Bonds will go up or down. Stock prices will fluctuate every day. SIPs and mutual funds have lock in periods. Short-term interest rates at banks and financial institutions have little to talk about in terms of fruitful gains. Given all this, what do you do as an investor seeking ‘greener’ opportunities? Fortunately, peer-to-peer lending looks like an interesting answer for income-seeking investors like you.
Peer-to-peer lending works to benefit investors in different risk buckets
Peer-to-peer lending is an alternative income solution if you are willing to do your homework in terms of its risks and rewards. It allows you to extend Personal Loans to individuals and other borrowers directly removing intermediaries like banks and other financial institutions. You can limit your risk by deciding the nature and extent of credit risk that you are willing to take. One way of doing so is selecting borrowers as per the risk bucket assigned to them.
At Faircent, a 100 percent technology enabled and reliable underwriting mechanism helps us reach pre-ascertained interest rates at which borrower requirements can be funded by lenders. Accordingly, borrowers are divided from medium to high risk. A smart investor should spread his risk by putting small amounts in large no of borrowers across risk buckets.
Further, all relevant information on different borrowers is available on the lenders online account known as the portfolio manager or dashboard helping him assess the credit profile of different borrowers - without any fuss. Basically, investors should use all information at their disposal to get a fair understanding about the levels of risk that they can absorb along with an estimation of the rewards that is in store for them.

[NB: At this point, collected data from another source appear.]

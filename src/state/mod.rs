// Hub state and fanout

mod engine;
mod snapshot;

pub use engine::{HubState, DEFAULT_PULSE_WIDTH};
pub use snapshot::{Environment, Radar, SensorSnapshot};
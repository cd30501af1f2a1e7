use crate::event::normalize_credential_id;
use std::collections::HashMap;
use tracing::warn;

/// Result of looking a credential up in the enrolled table
#[derive(Debug, Clone, PartialEq, Eq)]
pub enum Decision {
    Authorized(String),
    Denied,
}

/// Fixed credential table, loaded once at startup.
#[derive(Debug, Clone, Default)]
pub struct CredentialTable {
    enrolled: HashMap<String, String>,
}

impl CredentialTable {
    /// Build from a uid → name map. Malformed uids are skipped.
    pub fn from_map(map: &HashMap<String, String>) -> Self {
        let mut enrolled = HashMap::with_capacity(map.len());
        for (uid, name) in map {
            match normalize_credential_id(uid) {
                Ok(uid) => {
                    enrolled.insert(uid, name.clone());
                }
                Err(e) => warn!(uid = %uid, error = %e, "Skipping enrolled credential"),
            }
        }
        Self { enrolled }
    }

    pub fn len(&self) -> usize {
        self.enrolled.len()
    }

    pub fn is_empty(&self) -> bool {
        self.enrolled.is_empty()
    }

    /// Unlisted and malformed credentials are both denied.
    pub fn authorize(&self, credential: &str) -> Decision {
        let Ok(uid) = normalize_credential_id(credential) else {
            return Decision::Denied;
        };
        match self.enrolled.get(&uid) {
            Some(name) => Decision::Authorized(name.clone()),
            None => Decision::Denied,
        }
    }
}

P2P lending – a better opportunity for investors interested in risk-based investments
Compounded earnings – With a part of their principal amount and monthly interest being credited to their account every month, investors can reinvest their returns to earn more. With fixed monthly interest and principal payments to look forward to, P2P lending serves as an alternative investment means for smart income seekers desirous of beating inflation with returns .

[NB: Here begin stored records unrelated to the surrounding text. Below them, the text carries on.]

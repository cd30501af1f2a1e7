use crate::media::MediaError;
use axum::{
    http::StatusCode,
    response::{IntoResponse, Json, Response},
};
use serde::Serialize;
use tracing::error;

/// Error response
#[derive(Serialize)]
struct ErrorResponse {
    error: String,
}

/// Application error types
#[derive(Debug)]
pub(crate) enum AppError {
    ValidationError(String),
    NotFound(String),
    Internal(String),
}

impl From<MediaError> for AppError {
    fn from(e: MediaError) -> Self {
        match e {
            MediaError::InvalidName(_) => AppError::ValidationError(e.to_string()),
            MediaError::NotFound(_) => AppError::NotFound(e.to_string()),
            MediaError::Io(io) => {
                error!(error = %io, "Face store I/O failure");
                AppError::Internal("server error".to_string())
            }
        }
    }
}

impl IntoResponse for AppError {
    fn into_response(self) -> Response {
        let (status, error_message) = match self {
            AppError::ValidationError(msg) => (StatusCode::BAD_REQUEST, msg),
            AppError::NotFound(msg) => (StatusCode::NOT_FOUND, msg),
            AppError::Internal(msg) => (StatusCode::INTERNAL_SERVER_ERROR, msg),
        };

        let body = Json(ErrorResponse {
            error: error_message,
        });

        (status, body).into_response()
    }
}
use crate::subscribers::{SubscriberRegistry, SubscriberSet};
use crate::telegram::Messenger;
use homeguard::cooldown::CooldownGate;
use homeguard::event::{AccessEvent, FaceRecord, HubMessage, Identity};
use homeguard::state::SensorSnapshot;
use std::sync::{Arc, Mutex};
use std::time::{Duration, Instant};
use tokio::sync::mpsc;
use tokio::task::JoinHandle;
use tracing::{debug, info, warn};

const VIBRATION_KEY: &str = "vibration";

/// Face cooldown key shared by every unknown face
const UNKNOWN_FACE_KEY: &str = "unknown";

pub const VIBRATION_TEXT: &str = "📳     *EARTHQUAKE ALERT*      📳\nVibration detected!";
pub const UNKNOWN_FACE_CAPTION: &str = "🔴 *UNKNOWN FACE DETECTED*";

/// Alert timing and location settings
#[derive(Debug, Clone)]
pub struct AlertSettings {
    /// Base URL prefixed to hub image references
    pub hub_url: String,
    pub vibration_window: Duration,
    pub face_window: Duration,
    pub camera_lat: f64,
    pub camera_lon: f64,
}

impl Default for AlertSettings {
    fn default() -> Self {
        Self {
            hub_url: "http://localhost:5000".to_string(),
            vibration_window: Duration::from_secs(30),
            face_window: Duration::from_secs(20),
            camera_lat: 30.0444,
            camera_lon: 31.2357,
        }
    }
}

#[derive(Default)]
struct HubView {
    last_snapshot: Option<SensorSnapshot>,
    vibration_active: bool,
}

/// Turns hub messages into chat notifications for the matching subscriber set.
pub struct AlertDispatcher {
    messenger: Arc<dyn Messenger>,
    registry: Arc<SubscriberRegistry>,
    settings: AlertSettings,
    gate: CooldownGate,
    view: Mutex<HubView>,
}

impl AlertDispatcher {
    pub fn new(messenger: Arc<dyn Messenger>, registry: Arc<SubscriberRegistry>, settings: AlertSettings) -> Self {
        Self {
            messenger,
            registry,
            settings,
            gate: CooldownGate::new(),
            view: Mutex::new(HubView::default()),
        }
    }

    /// Most recent snapshot seen on the hub stream
    pub fn last_snapshot(&self) -> Option<SensorSnapshot> {
        self.lock_view().last_snapshot
    }

    /// Dispatch one hub message observed at `now`. Returns the number of
    /// sends attempted.
    pub async fn handle(&self, msg: &HubMessage, now: Instant) -> usize {
        match msg {
            HubMessage::Update(snapshot) => self.on_update(snapshot, now).await,
            HubMessage::NfcEvent(event) => self.on_access(event).await,
            HubMessage::FaceEvent(record) => self.on_face(record, now).await,
        }
    }

    async fn on_update(&self, snapshot: &SensorSnapshot, now: Instant) -> usize {
        let rising = {
            let mut view = self.lock_view();
            view.last_snapshot = Some(*snapshot);
            let vib = snapshot.sensors.vib;
            let rising = vib && !view.vibration_active;
            view.vibration_active = vib;
            rising
        };
        if !rising {
            return 0;
        }

        // No subscribers: nothing sent and the cooldown stays unused
        let recipients = self.registry.members(SubscriberSet::Vibration);
        if recipients.is_empty() {
            return 0;
        }
        if !self.gate.try_fire(VIBRATION_KEY, self.settings.vibration_window, now) {
            debug!("Vibration alert suppressed by cooldown");
            return 0;
        }

        info!(recipients = recipients.len(), "Sending vibration alert");
        for chat in &recipients {
            self.messenger.send_message(*chat, VIBRATION_TEXT, None).await;
        }
        recipients.len()
    }

    async fn on_access(&self, event: &AccessEvent) -> usize {
        let recipients = self.registry.members(SubscriberSet::Nfc);
        if recipients.is_empty() {
            return 0;
        }

        let text = access_text(event);
        for chat in &recipients {
            self.messenger.send_message(*chat, &text, None).await;
        }
        recipients.len()
    }

    async fn on_face(&self, record: &FaceRecord, now: Instant) -> usize {
        let recipients = self.registry.members(SubscriberSet::Face);
        if recipients.is_empty() {
            return 0;
        }

        let identity = record.identity();
        let key = match &identity {
            Identity::Known(name) => format!("face:{}", name),
            Identity::Unknown => format!("face:{}", UNKNOWN_FACE_KEY),
        };
        if !self.gate.try_fire(&key, self.settings.face_window, now) {
            debug!(identity = %identity, "Face alert suppressed by cooldown");
            return 0;
        }

        match identity {
            Identity::Known(name) => {
                let text = known_face_text(&name);
                for chat in &recipients {
                    self.messenger.send_message(*chat, &text, None).await;
                }
                recipients.len()
            }
            Identity::Unknown => {
                let photo_url = format!("{}{}", self.settings.hub_url.trim_end_matches('/'), record.image_url);
                info!(recipients = recipients.len(), image = %photo_url, "Sending unknown face alert");
                for chat in &recipients {
                    self.messenger
                        .send_location(*chat, self.settings.camera_lat, self.settings.camera_lon)
                        .await;
                    self.messenger.send_photo(*chat, &photo_url, UNKNOWN_FACE_CAPTION).await;
                }
                recipients.len() * 2
            }
        }
    }

    /// Status reply from the last snapshot; `None` until one has arrived.
    pub fn status_text(&self) -> Option<String> {
        self.last_snapshot().map(|s| {
            format!(
                "📊 *System Status*\n\n🌡 Temp: {:.1} °C\n💧 Humidity: {:.1} %\n⛽ Gas: {}",
                s.sensors.temp, s.sensors.hum, s.sensors.gas
            )
        })
    }

    fn lock_view(&self) -> std::sync::MutexGuard<'_, HubView> {
        self.view.lock().unwrap_or_else(|e| e.into_inner())
    }
}

/// Hands hub messages from the subscription callback to the dispatch task.
#[derive(Clone)]
pub struct AlertQueue {
    tx: mpsc::UnboundedSender<HubMessage>,
}

impl AlertQueue {
    /// Spawn the task that feeds queued messages to `dispatcher` in order.
    pub fn spawn(dispatcher: Arc<AlertDispatcher>) -> (Self, JoinHandle<()>) {
        let (tx, mut rx) = mpsc::unbounded_channel::<HubMessage>();
        let handle = tokio::spawn(async move {
            while let Some(msg) = rx.recv().await {
                dispatcher.handle(&msg, Instant::now()).await;
            }
        });
        (Self { tx }, handle)
    }

    /// Queue one message; `false` once the dispatch task has stopped.
    pub fn push(&self, msg: HubMessage) -> bool {
        match self.tx.send(msg) {
            Ok(()) => true,
            Err(e) => {
                warn!(message = ?e.0, "Alert dispatcher stopped, dropping hub message");
                false
            }
        }
    }
}

pub fn access_text(event: &AccessEvent) -> String {
    format!(
        "🔐        *ACCESSED*         🔐\n\n*Status:* {}\n*Name:* {}\n*UID:* `{}`",
        event.status, event.name, event.uid
    )
}

pub fn known_face_text(name: &str) -> String {
    format!("🟢 *FACE ACCESS GRANTED*\n👤 Name: {}", name)
}

#[cfg(test)]
mod tests {
    use super::*;
    use crate::testing::{RecordingMessenger, Sent};
    use homeguard::event::{AccessOutcome, FaceStatus};
    use homeguard::state::{Environment, Radar};
    use tempfile::TempDir;

    struct Fixture {
        dispatcher: AlertDispatcher,
        messenger: Arc<RecordingMessenger>,
        registry: Arc<SubscriberRegistry>,
        _dir: TempDir,
    }

    fn fixture() -> Fixture {
        let dir = TempDir::new().unwrap();
        let registry = Arc::new(SubscriberRegistry::open(dir.path()).unwrap());
        let messenger = Arc::new(RecordingMessenger::default());
        let settings = AlertSettings {
            hub_url: "http://hub:5000".to_string(),
            ..AlertSettings::default()
        };
        let dispatcher = AlertDispatcher::new(messenger.clone(), registry.clone(), settings);
        Fixture {
            dispatcher,
            messenger,
            registry,
            _dir: dir,
        }
    }

    fn snapshot(vib: bool) -> HubMessage {
        HubMessage::Update(SensorSnapshot {
            radar: Radar::default(),
            sensors: Environment {
                temp: 24.5,
                hum: 40.0,
                gas: 120,
                vib,
            },
        })
    }

    fn face(name: &str, status: FaceStatus) -> HubMessage {
        HubMessage::FaceEvent(FaceRecord {
            camera: "cam_01".to_string(),
            name: name.to_string(),
            status,
            image_url: "/faces/UNKNOWN_20240101_120000_000000.jpg".to_string(),
            time: "12:00:00".to_string(),
        })
    }

    #[tokio::test]
    async fn test_vibration_alert_on_rising_edge_only() {
        let f = fixture();
        f.registry.add(SubscriberSet::Vibration, 1).await.unwrap();
        let t0 = Instant::now();

        assert_eq!(f.dispatcher.handle(&snapshot(true), t0).await, 1);
        // Still asserted: no new edge
        assert_eq!(f.dispatcher.handle(&snapshot(true), t0).await, 0);
        assert_eq!(f.dispatcher.handle(&snapshot(false), t0).await, 0);

        assert_eq!(f.messenger.take(), vec![Sent::Message(1, VIBRATION_TEXT.to_string())]);
    }

    #[tokio::test]
    async fn test_vibration_cooldown() {
        let f = fixture();
        f.registry.add(SubscriberSet::Vibration, 1).await.unwrap();
        let t0 = Instant::now();

        for (offset, expected) in [(0, 1), (10, 0), (30, 1)] {
            let now = t0 + Duration::from_secs(offset);
            f.dispatcher.handle(&snapshot(true), now).await;
            f.dispatcher.handle(&snapshot(false), now).await;
            assert_eq!(f.messenger.take().len(), expected, "at +{}s", offset);
        }
    }

    #[tokio::test]
    async fn test_no_subscribers_keeps_cooldown_unused() {
        let f = fixture();
        let t0 = Instant::now();

        f.dispatcher.handle(&snapshot(true), t0).await;
        f.dispatcher.handle(&snapshot(false), t0).await;

        f.registry.add(SubscriberSet::Vibration, 1).await.unwrap();
        assert_eq!(f.dispatcher.handle(&snapshot(true), t0 + Duration::from_secs(1)).await, 1);
    }

    #[tokio::test]
    async fn test_every_access_event_reported() {
        let f = fixture();
        f.registry.add(SubscriberSet::Nfc, 3).await.unwrap();
        let event = AccessEvent::nfc("FFFFFFFF", AccessOutcome::Denied, &Identity::Unknown);

        let now = Instant::now();
        f.dispatcher.handle(&HubMessage::NfcEvent(event.clone()), now).await;
        f.dispatcher.handle(&HubMessage::NfcEvent(event), now).await;

        let sent = f.messenger.take();
        assert_eq!(sent.len(), 2);
        assert_eq!(
            sent[0],
            Sent::Message(
                3,
                "🔐        *ACCESSED*         🔐\n\n*Status:* DENIED\n*Name:* Unknown\n*UID:* `FFFFFFFF`"
                    .to_string()
            )
        );
    }

    #[tokio::test]
    async fn test_known_face_short_notice() {
        let f = fixture();
        f.registry.add(SubscriberSet::Face, 9).await.unwrap();

        f.dispatcher.handle(&face("Hana", FaceStatus::Known), Instant::now()).await;

        assert_eq!(f.messenger.take(), vec![Sent::Message(9, known_face_text("Hana"))]);
    }

    #[tokio::test]
    async fn test_unknown_face_end_to_end_cooldown() {
        let f = fixture();
        f.registry.add(SubscriberSet::Face, 9).await.unwrap();
        let t0 = Instant::now();
        let unknown = face("UNKNOWN", FaceStatus::Unknown);

        f.dispatcher.handle(&unknown, t0).await;
        assert_eq!(
            f.messenger.take(),
            vec![
                Sent::Location(9),
                Sent::Photo(
                    9,
                    "http://hub:5000/faces/UNKNOWN_20240101_120000_000000.jpg".to_string(),
                    UNKNOWN_FACE_CAPTION.to_string()
                ),
            ]
        );

        f.dispatcher.handle(&unknown, t0 + Duration::from_secs(5)).await;
        assert!(f.messenger.take().is_empty());

        f.dispatcher.handle(&unknown, t0 + Duration::from_secs(21)).await;
        assert_eq!(f.messenger.take().len(), 2);
    }

    #[tokio::test]
    async fn test_face_cooldown_is_per_identity() {
        let f = fixture();
        f.registry.add(SubscriberSet::Face, 9).await.unwrap();
        let now = Instant::now();

        f.dispatcher.handle(&face("Hana", FaceStatus::Known), now).await;
        f.dispatcher.handle(&face("Ammar", FaceStatus::Known), now).await;
        f.dispatcher.handle(&face("Hana", FaceStatus::Known), now).await;

        assert_eq!(f.messenger.take().len(), 2);
    }

    #[tokio::test]
    async fn test_queue_feeds_dispatcher_until_stopped() {
        let f = fixture();
        let dispatcher = Arc::new(f.dispatcher);
        let (queue, handle) = AlertQueue::spawn(Arc::clone(&dispatcher));

        assert!(queue.push(snapshot(false)));
        for _ in 0..100 {
            if dispatcher.last_snapshot().is_some() {
                break;
            }
            tokio::time::sleep(Duration::from_millis(10)).await;
        }
        assert!(dispatcher.last_snapshot().is_some());

        handle.abort();
        assert!(handle.await.unwrap_err().is_cancelled());
        assert!(!queue.push(snapshot(true)));
    }

    #[tokio::test]
    async fn test_status_text_requires_snapshot() {
        let f = fixture();
        assert!(f.dispatcher.status_text().is_none());

        f.dispatcher.handle(&snapshot(false), Instant::now()).await;
        let text = f.dispatcher.status_text().unwrap();
        assert!(text.contains("Temp: 24.5 °C"));
        assert!(text.contains("Humidity: 40.0 %"));
        assert!(text.contains("Gas: 120"));
    }
}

State-of-the-art lending, borrowing and underwriting mechanisms – These are the backbone of any P2P lending website. The automated processes like the underwriting mechanism, or investment limiting mechanisms at Faircent that restricts lending amounts to 20% of borrower requirements, backed by legally-binding agreements and PDCs, help manage and mitigate the fear of defaults in lenders.

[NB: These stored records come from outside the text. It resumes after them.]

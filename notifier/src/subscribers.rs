use anyhow::{Context, Result};
use std::collections::{HashMap, HashSet};
use std::fs;
use std::io::{BufRead, BufReader};
use std::path::{Path, PathBuf};
use std::sync::Mutex;
use tokio::io::AsyncWriteExt;
use tracing::{debug, info, warn};

/// Chat id of an external recipient
pub type SubscriberId = i64;

/// Named subscriber sets, each backed by its own append-only file.
#[derive(Debug, Clone, Copy, PartialEq, Eq, Hash)]
pub enum SubscriberSet {
    /// Everyone who ever sent `/start`
    AllUsers,
    Started,
    Vibration,
    Nfc,
    Face,
}

impl SubscriberSet {
    pub const ALL: [SubscriberSet; 5] = [
        SubscriberSet::AllUsers,
        SubscriberSet::Started,
        SubscriberSet::Vibration,
        SubscriberSet::Nfc,
        SubscriberSet::Face,
    ];

    pub fn file_name(&self) -> &'static str {
        match self {
            SubscriberSet::AllUsers => "chat_ids.txt",
            SubscriberSet::Started => "started_users.txt",
            SubscriberSet::Vibration => "vibration_subs.txt",
            SubscriberSet::Nfc => "nfc_subs.txt",
            SubscriberSet::Face => "face_subs.txt",
        }
    }
}

/// Subscriber membership: in-memory sets plus one append-only log per set.
///
/// `add` persists, `remove` only touches memory. The log is never rewritten,
/// so a member removed during a session is back after the next `load`.
pub struct SubscriberRegistry {
    dir: PathBuf,
    sets: Mutex<HashMap<SubscriberSet, HashSet<SubscriberId>>>,
}

impl SubscriberRegistry {
    /// Create the directory if needed and replay every set's log.
    pub fn open(dir: impl Into<PathBuf>) -> Result<Self> {
        let dir = dir.into();
        fs::create_dir_all(&dir)
            .with_context(|| format!("Failed to create subscriber directory {}", dir.display()))?;

        let registry = Self {
            dir,
            sets: Mutex::new(HashMap::new()),
        };
        for set in SubscriberSet::ALL {
            registry.load(set)?;
        }
        Ok(registry)
    }

    pub fn dir(&self) -> &Path {
        &self.dir
    }

    fn path(&self, set: SubscriberSet) -> PathBuf {
        self.dir.join(set.file_name())
    }

    /// Replay `set`'s log into memory. Malformed lines are skipped; a
    /// missing file is an empty set. Returns the member count.
    pub fn load(&self, set: SubscriberSet) -> Result<usize> {
        let path = self.path(set);
        let mut members = HashSet::new();

        match fs::File::open(&path) {
            Ok(file) => {
                for line in BufReader::new(file).lines() {
                    let line = line.with_context(|| format!("Failed to read {}", path.display()))?;
                    match line.trim().parse::<SubscriberId>() {
                        Ok(id) => {
                            members.insert(id);
                        }
                        Err(_) if line.trim().is_empty() => {}
                        Err(_) => debug!(file = %path.display(), line = %line, "Skipping malformed subscriber line"),
                    }
                }
            }
            Err(e) if e.kind() == std::io::ErrorKind::NotFound => {}
            Err(e) => return Err(e).with_context(|| format!("Failed to open {}", path.display())),
        }

        let count = members.len();
        self.lock().insert(set, members);
        info!(set = ?set, members = count, "Loaded subscribers");
        Ok(count)
    }

    /// Idempotent add. Returns `true` when `id` was not yet a member.
    ///
    /// Membership is claimed before the log append, so concurrent adds of
    /// one id write a single line. A failed append releases the claim.
    pub async fn add(&self, set: SubscriberSet, id: SubscriberId) -> Result<bool> {
        let claimed = self.lock().entry(set).or_default().insert(id);
        if !claimed {
            return Ok(false);
        }

        if let Err(e) = self.append(set, id).await {
            if let Some(members) = self.lock().get_mut(&set) {
                members.remove(&id);
            }
            return Err(e);
        }

        info!(set = ?set, subscriber = id, "Subscriber added");
        Ok(true)
    }

    async fn append(&self, set: SubscriberSet, id: SubscriberId) -> Result<()> {
        let path = self.path(set);
        let mut file = tokio::fs::OpenOptions::new()
            .create(true)
            .append(true)
            .open(&path)
            .await
            .with_context(|| format!("Failed to open {}", path.display()))?;
        file.write_all(format!("{}\n", id).as_bytes())
            .await
            .with_context(|| format!("Failed to append to {}", path.display()))?;
        file.flush()
            .await
            .with_context(|| format!("Failed to flush {}", path.display()))?;
        Ok(())
    }

    /// Session-only removal; the log keeps the member.
    pub fn remove(&self, set: SubscriberSet, id: SubscriberId) -> bool {
        let removed = self
            .lock()
            .get_mut(&set)
            .map(|members| members.remove(&id))
            .unwrap_or(false);
        if removed {
            info!(set = ?set, subscriber = id, "Subscriber removed for this session");
        }
        removed
    }

    /// Point-in-time copy of `set`, sorted.
    pub fn members(&self, set: SubscriberSet) -> Vec<SubscriberId> {
        let mut members: Vec<SubscriberId> = self
            .lock()
            .get(&set)
            .map(|m| m.iter().copied().collect())
            .unwrap_or_default();
        members.sort_unstable();
        members
    }

    pub fn is_empty(&self, set: SubscriberSet) -> bool {
        self.lock().get(&set).map_or(true, |m| m.is_empty())
    }

    pub fn contains(&self, set: SubscriberSet, id: SubscriberId) -> bool {
        self.lock().get(&set).map_or(false, |m| m.contains(&id))
    }

    fn lock(&self) -> std::sync::MutexGuard<'_, HashMap<SubscriberSet, HashSet<SubscriberId>>> {
        self.sets.lock().unwrap_or_else(|e| {
            warn!("Subscriber registry lock poisoned, recovering");
            e.into_inner()
        })
    }
}

#[cfg(test)]
mod tests {
    use super::*;
    use std::sync::Arc;
    use tempfile::TempDir;

    fn log_lines(dir: &Path, set: SubscriberSet) -> Vec<String> {
        fs::read_to_string(dir.join(set.file_name()))
            .unwrap_or_default()
            .lines()
            .map(str::to_string)
            .collect()
    }

    #[tokio::test]
    async fn test_add_is_idempotent() {
        let dir = TempDir::new().unwrap();
        let registry = SubscriberRegistry::open(dir.path()).unwrap();

        assert!(registry.add(SubscriberSet::Face, 42).await.unwrap());
        assert!(!registry.add(SubscriberSet::Face, 42).await.unwrap());

        assert_eq!(registry.members(SubscriberSet::Face), vec![42]);
        assert_eq!(log_lines(dir.path(), SubscriberSet::Face), vec!["42"]);
    }

    #[tokio::test]
    async fn test_remove_is_session_only() {
        let dir = TempDir::new().unwrap();
        let registry = SubscriberRegistry::open(dir.path()).unwrap();
        registry.add(SubscriberSet::Vibration, 7).await.unwrap();

        assert!(registry.remove(SubscriberSet::Vibration, 7));
        assert!(!registry.remove(SubscriberSet::Vibration, 7));
        assert!(registry.is_empty(SubscriberSet::Vibration));
        assert_eq!(log_lines(dir.path(), SubscriberSet::Vibration), vec!["7"]);

        // Restart resurrects the removed member
        let reopened = SubscriberRegistry::open(dir.path()).unwrap();
        assert_eq!(reopened.members(SubscriberSet::Vibration), vec![7]);
    }

    #[test]
    fn test_load_skips_malformed_lines() {
        let dir = TempDir::new().unwrap();
        fs::write(
            dir.path().join(SubscriberSet::Nfc.file_name()),
            "12\nnot-a-number\n\n-100200\n12\n3.5\n",
        )
        .unwrap();

        let registry = SubscriberRegistry::open(dir.path()).unwrap();
        assert_eq!(registry.members(SubscriberSet::Nfc), vec![-100200, 12]);
    }

    #[tokio::test]
    async fn test_sets_are_independent() {
        let dir = TempDir::new().unwrap();
        let registry = SubscriberRegistry::open(dir.path()).unwrap();
        registry.add(SubscriberSet::AllUsers, 1).await.unwrap();
        registry.add(SubscriberSet::Started, 1).await.unwrap();

        assert!(registry.contains(SubscriberSet::AllUsers, 1));
        assert!(registry.contains(SubscriberSet::Started, 1));
        assert!(!registry.contains(SubscriberSet::Face, 1));
        assert_eq!(log_lines(dir.path(), SubscriberSet::AllUsers), vec!["1"]);
    }

    #[tokio::test(flavor = "multi_thread", worker_threads = 4)]
    async fn test_concurrent_adds_write_one_line() {
        let dir = TempDir::new().unwrap();
        let registry = Arc::new(SubscriberRegistry::open(dir.path()).unwrap());

        let handles: Vec<_> = (0..8)
            .map(|_| {
                let registry = Arc::clone(&registry);
                tokio::spawn(async move { registry.add(SubscriberSet::Face, 77).await.unwrap() })
            })
            .collect();
        let mut added = 0;
        for handle in handles {
            if handle.await.unwrap() {
                added += 1;
            }
        }

        assert_eq!(added, 1);
        assert_eq!(log_lines(dir.path(), SubscriberSet::Face), vec!["77"]);
    }

    #[tokio::test]
    async fn test_failed_append_leaves_membership_unchanged() {
        let dir = TempDir::new().unwrap();
        let subs = dir.path().join("subs");
        let registry = SubscriberRegistry::open(&subs).unwrap();
        fs::remove_dir_all(&subs).unwrap();

        assert!(registry.add(SubscriberSet::Nfc, 5).await.is_err());
        assert!(!registry.contains(SubscriberSet::Nfc, 5));
    }

    #[tokio::test]
    async fn test_members_is_a_copy() {
        let dir = TempDir::new().unwrap();
        let registry = SubscriberRegistry::open(dir.path()).unwrap();
        registry.add(SubscriberSet::Face, 1).await.unwrap();
        registry.add(SubscriberSet::Face, 2).await.unwrap();

        let snapshot = registry.members(SubscriberSet::Face);
        registry.remove(SubscriberSet::Face, 1);
        registry.add(SubscriberSet::Face, 3).await.unwrap();

        assert_eq!(snapshot, vec![1, 2]);
        assert_eq!(registry.members(SubscriberSet::Face), vec![2, 3]);
    }
}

High returns: The same is true for the lenders Currently, at Faircent lenders are earning 18-22% return by building diversified borrower portfolios. These returns are not just comparable but in some cases, even better than returns offered by other investments like Equity (stocks, SIP, mutual funds), real estate, gold, varied bank deposits. Income seeking investors, especially those who choose to put their eggs in different baskets, get better returns at the end. It is advisable, P2P Lending, along with other alternative investments like art, commodities, etc. should be 20% of the total investment portfolio of an investor keen on risk-based investments to fetch lucrative returns.
Unsecured but calculated yields: P2P lending extends unsecured loans to credit worthy borrowers by managing and controlling risk. Still, it’s advisable that lenders calculate their expected returns after factoring in 1-2% delinquency ratio. Ideally, the yields, post the calculation of losses and fees, makes this opportunity worthwhile. Faircent will soon become the first P2P lending marketplaces to offer loans against collateral with its tie-up with Baxi, India’s on demand motorcycle company.
In a nutshell, to add to their income portfolio, investors opting for P2P lending should imbibe information about the credit quality and loan diversification policies of players like Faircent. The idea is to ‘start small’ and have a smart risk-to-reward strategy in place – this is because every cent and % counts!